Reputation: 17
I have been working on this for the past few hours, but cannot figure out what I'm doing wrong. When I run my xpath states using the selector in the scrapy shell, the statement works as expected. When I try to use the same statement in my spider, however, I get back an empty set. Does anyone know what I am doing wrong?
from scrapy.spider import Spider
from scrapy.selector import Selector
from TFFRS.items import Result
class AthleteSpider(Spider):
name = "athspider"
allowed_domains = ["www.tffrs.org"]
start_urls = ["http://www.tffrs.org/athletes/3237431/",]

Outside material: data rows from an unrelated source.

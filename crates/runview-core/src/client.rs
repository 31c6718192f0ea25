//! HTTP client for the external data endpoint.

use std::future::Future;
use std::time::Duration;

use reqwest::header::{HeaderMap, HeaderValue, USER_AGENT};
use serde::{Deserialize, Serialize};
use serde_json::Value;
use tokio::sync::oneshot;
use tracing::debug;

use crate::error::{ViewerError, ViewerResult};
use crate::types::RunPayload;

/// Resource the client fetches; the row cap is its only query parameter.
const DATA_ENDPOINT: &str = "external/data";

/// User agent for viewer requests.
const USER_AGENT_VALUE: &str = concat!("runview/", env!("CARGO_PKG_VERSION"));

/// Client configuration.
#[derive(Debug, Clone, Serialize, Deserialize)]
pub struct ClientConfig {
    /// Base URL of the host application's API.
    #[serde(default = "default_url")]
    pub url: String,

    /// Request timeout in seconds.
    #[serde(default = "default_timeout")]
    pub timeout_secs: u64,
}

fn default_url() -> String {
    "http://127.0.0.1:43800/api".to_string()
}

fn default_timeout() -> u64 {
    30
}

impl Default for ClientConfig {
    fn default() -> Self {
        Self {
            url: default_url(),
            timeout_secs: default_timeout(),
        }
    }
}

impl ClientConfig {
    /// Create config from environment variables.
    ///
    /// | Variable | Description |
    /// |----------|-------------|
    /// | `RUNVIEW_URL` | Base URL of the host API |
    /// | `RUNVIEW_TIMEOUT` | Request timeout in seconds |
    pub fn from_env() -> Self {
        Self {
            url: std::env::var("RUNVIEW_URL").unwrap_or_else(|_| default_url()),
            timeout_secs: std::env::var("RUNVIEW_TIMEOUT")
                .ok()
                .and_then(|v| v.parse().ok())
                .unwrap_or_else(default_timeout),
        }
    }

    /// Set the base URL.
    pub fn with_url(mut self, url: impl Into<String>) -> Self {
        self.url = url.into();
        self
    }
}

/// Abort handle for one in-flight fetch.
///
/// Cancelling resolves the paired future to [`ViewerError::Cancelled`]; the
/// underlying request becomes a no-op with respect to caller-visible state.
/// Dropping the handle without calling [`cancel`](Self::cancel) aborts too,
/// which ties the request's lifetime to whoever retains the handle.
#[derive(Debug)]
pub struct FetchHandle {
    cancel: Option<oneshot::Sender<()>>,
}

impl FetchHandle {
    /// Abort the in-flight request. Idempotent; a no-op once the request
    /// has already resolved.
    pub fn cancel(&mut self) {
        if let Some(tx) = self.cancel.take() {
            // Send fails when the future already completed; nothing to abort then.
            let _ = tx.send(());
        }
    }
}

/// Client for fetching run payloads.
#[derive(Debug, Clone)]
pub struct ArtifactClient {
    /// HTTP client.
    client: reqwest::Client,

    /// Base URL for the host API.
    base_url: String,
}

impl ArtifactClient {
    /// Create a new artifact client.
    pub fn new(config: ClientConfig) -> ViewerResult<Self> {
        let mut default_headers = HeaderMap::new();
        default_headers.insert(USER_AGENT, HeaderValue::from_static(USER_AGENT_VALUE));

        let client = reqwest::Client::builder()
            .timeout(Duration::from_secs(config.timeout_secs))
            .default_headers(default_headers)
            .build()
            .map_err(|e| ViewerError::Transport {
                message: format!("failed to create HTTP client: {}", e),
            })?;

        // Normalize base URL (remove trailing slash)
        let base_url = config.url.trim_end_matches('/').to_string();

        Ok(Self { client, base_url })
    }

    /// Create a client from environment variables.
    pub fn from_env() -> ViewerResult<Self> {
        Self::new(ClientConfig::from_env())
    }

    /// Get the base URL.
    pub fn base_url(&self) -> &str {
        &self.base_url
    }

    /// Issue exactly one cancellable request for the run payload.
    ///
    /// Returns the abort handle together with the future that resolves to
    /// the payload. The optional row cap is forwarded as the only query
    /// parameter; `None` means the server default.
    pub fn fetch(
        &self,
        max_prediction_rows: Option<u32>,
    ) -> (
        FetchHandle,
        impl Future<Output = ViewerResult<RunPayload>> + Send + 'static,
    ) {
        let (tx, rx) = oneshot::channel::<()>();
        let client = self.clone();

        let fut = async move {
            tokio::select! {
                // Either an explicit cancel() or the handle being dropped.
                _ = rx => Err(ViewerError::Cancelled),
                outcome = client.fetch_once(max_prediction_rows) => outcome,
            }
        };

        (FetchHandle { cancel: Some(tx) }, fut)
    }

    /// Make the single request without cancellation plumbing.
    async fn fetch_once(&self, max_prediction_rows: Option<u32>) -> ViewerResult<RunPayload> {
        let url = format!("{}/{}", self.base_url, DATA_ENDPOINT);
        debug!(url = %url, max_prediction_rows = ?max_prediction_rows, "fetching run payload");

        let mut request = self.client.get(&url);
        if let Some(cap) = max_prediction_rows {
            request = request.query(&[("max_prediction_rows", cap)]);
        }

        let response = request.send().await?;
        let status = response.status();

        if !status.is_success() {
            let detail = read_error_detail(response).await;
            return Err(ViewerError::Server {
                status: status.as_u16(),
                detail,
            });
        }

        response
            .json()
            .await
            .map_err(|e| ViewerError::InvalidResponse {
                message: format!("failed to parse run payload: {}", e),
            })
    }
}

/// Extract a human-readable message from an error response.
///
/// The server sends a JSON document with a `detail` field; fall back to the
/// raw body, then to the status line, so some message always surfaces.
async fn read_error_detail(response: reqwest::Response) -> String {
    let status = response.status();

    match response.text().await {
        Ok(body) if !body.trim().is_empty() => match serde_json::from_str::<Value>(&body) {
            Ok(doc) => doc
                .get("detail")
                .and_then(Value::as_str)
                .map(str::to_string)
                .unwrap_or(body),
            Err(_) => body,
        },
        _ => status.to_string(),
    }
}
use std::sync::Arc;

use anyhow::Result;
use tracing::debug;

use runview_core::{ArtifactClient, ArtifactDir, ClientConfig, RunPayload, RunSession};

use crate::args::ShowArgs;
use crate::render;

pub async fn run(args: ShowArgs) -> Result<i32> {
    let (data, error): (Option<Arc<RunPayload>>, Option<String>) = if let Some(dir) = &args.path {
        debug!(path = %dir, "loading local artifact directory");
        match ArtifactDir::resolve(dir).and_then(|source| source.load(args.max_rows)) {
            Ok(payload) => (Some(Arc::new(payload)), None),
            Err(e) => (None, Some(e.to_string())),
        }
    } else {
        let config = match &args.url {
            Some(url) => ClientConfig::default().with_url(url.as_str()),
            None => ClientConfig::from_env(),
        };
        let client = ArtifactClient::new(config)?;
        debug!(url = %client.base_url(), "starting fetch session");

        let mut session = RunSession::new();
        session.start(&client, args.max_rows);
        session.join().await;

        let snapshot = session.snapshot();
        (snapshot.data, snapshot.error)
    };

    let failed = error.is_some();
    print!("{}", render::render_report(data.as_deref(), error.as_deref()));

    Ok(if failed { 1 } else { 0 })
}
//! Viewer core for externally-produced ML run artifacts.
//!
//! This crate implements the fetch-cancel-render lifecycle and the projection
//! logic behind the run-artifact preview, providing:
//!
//! - Cancellable HTTP client for the external data endpoint
//! - Single-shot session owning load/data/error state with teardown-safe
//!   cancellation
//! - Pure, total projections from the raw payload into display-ready views
//! - Local artifact-directory loader mirroring the server's file layout
//!
//! # Quick Start
//!
//! ```no_run
//! use runview_core::{ArtifactClient, ClientConfig, RunSession};
//!
//! # async fn example() -> anyhow::Result<()> {
//! let client = ArtifactClient::new(ClientConfig::from_env())?;
//!
//! let mut session = RunSession::new();
//! session.start(&client, None);
//! session.join().await;
//!
//! let snapshot = session.snapshot();
//! if let Some(payload) = snapshot.data {
//!     let epochs = runview_core::projection::validation_view(&payload);
//!     println!("{} validation epochs", epochs.len());
//! }
//! # Ok(())
//! # }
//! ```
//!
//! # Configuration
//!
//! | Environment Variable | Description |
//! |---------------------|-------------|
//! | `RUNVIEW_URL` | Base URL of the host API (default: `http://127.0.0.1:43800/api`) |
//! | `RUNVIEW_TIMEOUT` | Request timeout in seconds (default: 30) |

pub mod client;
pub mod error;
pub mod projection;
pub mod session;
pub mod source;
pub mod types;

// Re-export main types
pub use client::{ArtifactClient, ClientConfig, FetchHandle};
pub use error::{ViewerError, ViewerResult};
pub use projection::{
    format_scalar, prediction_preview, resolved_configured_path, training_view, validation_view,
    PredictionPreview, MISSING_VALUE, PREVIEW_ROWS,
};
pub use session::{RunSession, SessionSnapshot};
pub use source::{
    ArtifactDir, DEFAULT_MAX_PREDICTION_ROWS, MAX_PREDICTION_ROWS, METRICS_FILE, PREDICTIONS_FILE,
    PROBE_FILE,
};
pub use types::{
    FilePresence, MetricEvent, PredictionTable, Row, RunPayload, TRAINING_EVENT, VALIDATION_EVENT,
};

def parse(self, response):
sel = Selector(response)
results = sel.xpath("//table[@id='results_data']/tr")
items = []
for r in results:
item = Result()
item['event'] = r.xpath("td[@class='event']").extract()
items.append(item)
return items
Upvotes: 1
Views: 1052
Reputation: 7822
When viewed by the spider your url contains no content. To debug this kind of problems you should use scrapy.shell.inspect_response in parse method, use it like so:
from scrapy.shell import inspect_response
class AthleteSpider(Spider):
# all your code
def parse(self, response):
inspect_response(response, self)
then when you do
scrapy crawl <your spider>
you will get a shell from within your spider. There you should do:
In [1]: view(response)
This will display this particular response as it looks for this particular spider.
Upvotes: 4
Reputation: 13550
Scrapy spiders must implement specific methods; examples are: parse
and start_requests
but there are others in docs
So if you don't implement these methods for that, you will have problem. In my case the problem was i had a typo and my function name was start_request instead of start_requests!
so make sure your skeleton is something like this:
class MySpider(scrapy.Spider):
name = "name"
allowed_domains = ["https://example.com"]
start_urls = ['https://example.com/']
def start_requests(self):
#start_request method
def parse(self, response):
#parse method
Upvotes: 0
Reputation: 3068
Try using HtmlXPathSelector for extracting xpaths.
Remove http
from the start_urls
section. Also the table id is something you are not entering correctly in your xpath. Try using inspect element to get a proper xpath for the data you want to scrape.
also consider changing function name, from docs:
Warning
When writing crawl spider rules, avoid using parse as callback, since the CrawlSpider uses the parse method itself to implement its logic. So if you override the parse method, the crawl spider will no longer work
Upvotes: 0